__EXERCISE AIM__
Select the lines below containing the word "warn".

___

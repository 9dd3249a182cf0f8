//! Rules that span more than one store.
//!
//! Stores never reach into each other. Every effect that crosses a store
//! boundary goes through one of these functions, which take the stores they
//! touch as explicit arguments.

use crate::domain::{GoalType, TaskStatus};
use crate::error::CoordinationError;
use crate::store::{ActiveSessionPolicy, GoalStore, HistoryStore, StoppedSession, TaskStore, TimerStore};
use chrono::{DateTime, Local, NaiveDate};
use tracing::{info, warn};
use uuid::Uuid;

/// Mark a task completed and credit its goal.
///
/// Effort goals receive the task's tracked seconds, quantity goals one unit.
/// Hybrid goals have no implied amount and are refused with
/// [`CoordinationError::HybridProgressRequired`] before anything changes; use
/// [`complete_task_with_goal_amount`] for those.
///
/// Returns `Ok(false)` when the task does not exist or was already completed,
/// in which case no goal is touched.
pub fn complete_task_and_apply_goal_progress(
    tasks: &mut TaskStore,
    goals: &mut GoalStore,
    task_id: Uuid,
) -> Result<bool, CoordinationError> {
    let Some(task) = tasks.get(task_id) else {
        return Ok(false);
    };
    if task.is_completed() {
        return Ok(false);
    }

    let amount = match task.goal_id.and_then(|goal_id| goals.get(goal_id)) {
        Some(goal) => match goal.goal_type {
            GoalType::Effort => Some(task.time_spent as f64),
            GoalType::Quantity => Some(1.0),
            GoalType::Hybrid => {
                return Err(CoordinationError::HybridProgressRequired { goal_id: goal.id });
            }
        },
        None => None,
    };

    Ok(finish_task(tasks, goals, task_id, amount))
}

/// Mark a task completed and credit its goal with `amount`, whatever the
/// goal type. Same return contract as [`complete_task_and_apply_goal_progress`].
pub fn complete_task_with_goal_amount(
    tasks: &mut TaskStore,
    goals: &mut GoalStore,
    task_id: Uuid,
    amount: f64,
) -> Result<bool, CoordinationError> {
    match tasks.get(task_id) {
        Some(task) if !task.is_completed() => Ok(finish_task(tasks, goals, task_id, Some(amount))),
        _ => Ok(false),
    }
}

fn finish_task(tasks: &mut TaskStore, goals: &mut GoalStore, task_id: Uuid, amount: Option<f64>) -> bool {
    let goal_id = tasks.get(task_id).and_then(|t| t.goal_id);
    if !tasks.set_status(task_id, TaskStatus::Completed) {
        return false;
    }

    match (goal_id, amount) {
        (Some(goal_id), Some(amount)) if goals.adjust_progress(goal_id, amount) => {
            info!(%task_id, %goal_id, amount, "task completed, goal credited");
        }
        (Some(goal_id), _) => {
            warn!(%task_id, %goal_id, "task references a missing goal, no progress applied");
        }
        (None, _) => {
            info!(%task_id, "task completed");
        }
    }
    true
}

pub fn stop_timer_and_commit(
    timer: &mut TimerStore,
    tasks: &mut TaskStore,
) -> Result<Option<StoppedSession>, CoordinationError> {
    stop_timer_and_commit_at(timer, tasks, Local::now())
}

/// Stop the timer and add the elapsed seconds to the timed task
pub fn stop_timer_and_commit_at(
    timer: &mut TimerStore,
    tasks: &mut TaskStore,
    now: DateTime<Local>,
) -> Result<Option<StoppedSession>, CoordinationError> {
    let stopped = timer.stop_at(now);
    if let Some(session) = stopped {
        commit(tasks, session)?;
    }
    Ok(stopped)
}

pub fn switch_timer(
    timer: &mut TimerStore,
    tasks: &mut TaskStore,
    task_id: Uuid,
) -> Result<Option<StoppedSession>, CoordinationError> {
    switch_timer_at(timer, tasks, task_id, Local::now())
}

/// Start timing `task_id`, stopping and committing whatever was running
pub fn switch_timer_at(
    timer: &mut TimerStore,
    tasks: &mut TaskStore,
    task_id: Uuid,
    now: DateTime<Local>,
) -> Result<Option<StoppedSession>, CoordinationError> {
    let previous = timer.start_at(task_id, ActiveSessionPolicy::StopPrevious, now)?;
    if let Some(session) = previous {
        commit(tasks, session)?;
    }
    Ok(previous)
}

fn commit(tasks: &mut TaskStore, session: StoppedSession) -> Result<(), CoordinationError> {
    let seconds = i64::try_from(session.elapsed).unwrap_or(i64::MAX);
    if !tasks.add_time(session.task_id, seconds)? {
        warn!(task_id = %session.task_id, elapsed = session.elapsed, "timed task no longer exists, time dropped");
    }
    Ok(())
}

/// Rewrite the history row for `today` from the task store.
///
/// The focus score is the share of the day's tasks that are completed, as a
/// percentage. With no tasks planned the stored score is left alone.
pub fn refresh_today_progress(tasks: &TaskStore, history: &mut HistoryStore, today: NaiveDate) {
    let total = tasks.count_by_date(today);
    let completed = tasks.completed_count_by_date(today);
    let time_spent = tasks.time_spent_by_date(today);

    let focus_score = (total > 0).then(|| ((completed * 100) / total) as u8);
    let completed = u32::try_from(completed).unwrap_or(u32::MAX);

    history.upsert(today, completed, time_spent, focus_score);
}

#[cfg(test)]
mod tests {
    use super::*;
    use crate::domain::{GoalDraft, GoalTimeframe, TaskDraft};
    use crate::util::date::parse_day;
    use chrono::{Duration, TimeZone};
    use pretty_assertions::assert_eq;

    fn day(s: &str) -> NaiveDate {
        parse_day(s).unwrap()
    }

    fn goal(goals: &mut GoalStore, goal_type: GoalType, target: f64) -> Uuid {
        goals.add(GoalDraft::new(
            "Goal",
            goal_type,
            GoalTimeframe::Monthly,
            day("2024-03-01"),
            target,
        ))
    }

    fn task_with_time(tasks: &mut TaskStore, goal_id: Uuid, seconds: i64) -> Uuid {
        let id = tasks.add(TaskDraft::new("Work", day("2024-03-05")).with_goal(goal_id));
        tasks.add_time(id, seconds).unwrap();
        id
    }

    #[test]
    fn test_effort_goal_accumulates_task_time() {
        let mut tasks = TaskStore::new();
        let mut goals = GoalStore::new();
        let goal_id = goal(&mut goals, GoalType::Effort, 3600.0);

        let first = task_with_time(&mut tasks, goal_id, 1800);
        assert_eq!(complete_task_and_apply_goal_progress(&mut tasks, &mut goals, first), Ok(true));
        assert_eq!(goals.progress(goal_id), Some(1800.0));
        assert!(!goals.get(goal_id).unwrap().is_completed());

        let second = task_with_time(&mut tasks, goal_id, 1900);
        assert_eq!(complete_task_and_apply_goal_progress(&mut tasks, &mut goals, second), Ok(true));
        assert_eq!(goals.progress(goal_id), Some(3700.0));
        assert!(goals.get(goal_id).unwrap().is_completed());
    }

    #[test]
    fn test_quantity_goal_counts_one_per_task() {
        let mut tasks = TaskStore::new();
        let mut goals = GoalStore::new();
        let goal_id = goal(&mut goals, GoalType::Quantity, 3.0);

        let task = task_with_time(&mut tasks, goal_id, 5000);
        complete_task_and_apply_goal_progress(&mut tasks, &mut goals, task).unwrap();
        assert_eq!(goals.progress(goal_id), Some(1.0));
    }

    #[test]
    fn test_completing_twice_credits_once() {
        let mut tasks = TaskStore::new();
        let mut goals = GoalStore::new();
        let goal_id = goal(&mut goals, GoalType::Quantity, 3.0);
        let task = task_with_time(&mut tasks, goal_id, 0);

        assert_eq!(complete_task_and_apply_goal_progress(&mut tasks, &mut goals, task), Ok(true));
        assert_eq!(complete_task_and_apply_goal_progress(&mut tasks, &mut goals, task), Ok(false));
        assert_eq!(goals.progress(goal_id), Some(1.0));
    }

    #[test]
    fn test_hybrid_goal_requires_amount() {
        let mut tasks = TaskStore::new();
        let mut goals = GoalStore::new();
        let goal_id = goal(&mut goals, GoalType::Hybrid, 10.0);
        let task = task_with_time(&mut tasks, goal_id, 600);

        assert_eq!(
            complete_task_and_apply_goal_progress(&mut tasks, &mut goals, task),
            Err(CoordinationError::HybridProgressRequired { goal_id })
        );
        assert!(!tasks.get(task).unwrap().is_completed());
        assert_eq!(goals.progress(goal_id), Some(0.0));

        assert_eq!(complete_task_with_goal_amount(&mut tasks, &mut goals, task, 2.5), Ok(true));
        assert!(tasks.get(task).unwrap().is_completed());
        assert_eq!(goals.progress(goal_id), Some(2.5));
    }

    #[test]
    fn test_orphaned_goal_still_completes_task() {
        let mut tasks = TaskStore::new();
        let mut goals = GoalStore::new();
        let goal_id = goal(&mut goals, GoalType::Effort, 100.0);
        let task = task_with_time(&mut tasks, goal_id, 60);
        goals.delete(goal_id);

        assert_eq!(complete_task_and_apply_goal_progress(&mut tasks, &mut goals, task), Ok(true));
        assert!(tasks.get(task).unwrap().is_completed());
    }

    #[test]
    fn test_explicit_amount_for_orphaned_goal_credits_nothing() {
        let mut tasks = TaskStore::new();
        let mut goals = GoalStore::new();
        let goal_id = goal(&mut goals, GoalType::Hybrid, 10.0);
        let task = task_with_time(&mut tasks, goal_id, 60);
        goals.delete(goal_id);
        goals.mark_saved();

        assert_eq!(complete_task_with_goal_amount(&mut tasks, &mut goals, task, 4.0), Ok(true));
        assert!(tasks.get(task).unwrap().is_completed());
        assert!(goals.all().is_empty());
        assert!(!goals.needs_save());
    }

    #[test]
    fn test_unknown_task_is_noop() {
        let mut tasks = TaskStore::new();
        let mut goals = GoalStore::new();
        assert_eq!(
            complete_task_and_apply_goal_progress(&mut tasks, &mut goals, Uuid::new_v4()),
            Ok(false)
        );
    }

    #[test]
    fn test_stop_timer_commits_time() {
        let mut timer = TimerStore::new();
        let mut tasks = TaskStore::new();
        let task = tasks.add(TaskDraft::new("Focus", day("2024-03-05")));
        let t0 = Local.with_ymd_and_hms(2024, 3, 5, 9, 0, 0).unwrap();

        timer.start_at(task, ActiveSessionPolicy::Reject, t0).unwrap();
        let stopped = stop_timer_and_commit_at(&mut timer, &mut tasks, t0 + Duration::seconds(65))
            .unwrap()
            .unwrap();

        assert_eq!(stopped.elapsed, 65);
        assert_eq!(tasks.get(task).unwrap().time_spent, 65);
        assert_eq!(timer.sessions()[0].duration, 65);
        assert!(timer.sessions()[0].completed);

        assert_eq!(stop_timer_and_commit_at(&mut timer, &mut tasks, t0), Ok(None));
    }

    #[test]
    fn test_switch_timer_commits_previous_task() {
        let mut timer = TimerStore::new();
        let mut tasks = TaskStore::new();
        let first = tasks.add(TaskDraft::new("First", day("2024-03-05")));
        let second = tasks.add(TaskDraft::new("Second", day("2024-03-05")));
        let t0 = Local.with_ymd_and_hms(2024, 3, 5, 9, 0, 0).unwrap();

        assert_eq!(switch_timer_at(&mut timer, &mut tasks, first, t0), Ok(None));
        let previous = switch_timer_at(&mut timer, &mut tasks, second, t0 + Duration::seconds(90))
            .unwrap()
            .unwrap();

        assert_eq!(previous.task_id, first);
        assert_eq!(tasks.get(first).unwrap().time_spent, 90);
        assert_eq!(timer.active_task(), Some(second));
    }

    #[test]
    fn test_refresh_today_progress() {
        let mut tasks = TaskStore::new();
        let mut history = HistoryStore::new();
        let today = day("2024-03-05");

        let done = tasks.add(TaskDraft::new("Done", today));
        tasks.add(TaskDraft::new("Open", today));
        tasks.add(TaskDraft::new("Tomorrow", day("2024-03-06")));
        tasks.add_time(done, 1200).unwrap();
        tasks.set_status(done, TaskStatus::Completed);

        refresh_today_progress(&tasks, &mut history, today);
        let row = history.get(today).unwrap();
        assert_eq!(row.tasks_completed, 1);
        assert_eq!(row.time_spent, 1200);
        assert_eq!(row.focus_score, 50);
        assert_eq!(row.streak_count, 1);

        refresh_today_progress(&tasks, &mut history, today);
        assert_eq!(history.all().len(), 1);
    }

    #[test]
    fn test_refresh_with_no_tasks_keeps_score() {
        let tasks = TaskStore::new();
        let mut history = HistoryStore::new();
        let today = day("2024-03-05");
        history.upsert(today, 0, 0, Some(30));

        refresh_today_progress(&tasks, &mut history, today);
        assert_eq!(history.get(today).unwrap().focus_score, 30);
    }
}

___

__SOLVED PROBLEM__
use tracing::{info, warn};
            warn!(%task_id, %goal_id, "task references a missing goal, no progress applied");
        warn!(task_id = %session.task_id, elapsed = session.elapsed, "timed task no longer exists, time dropped");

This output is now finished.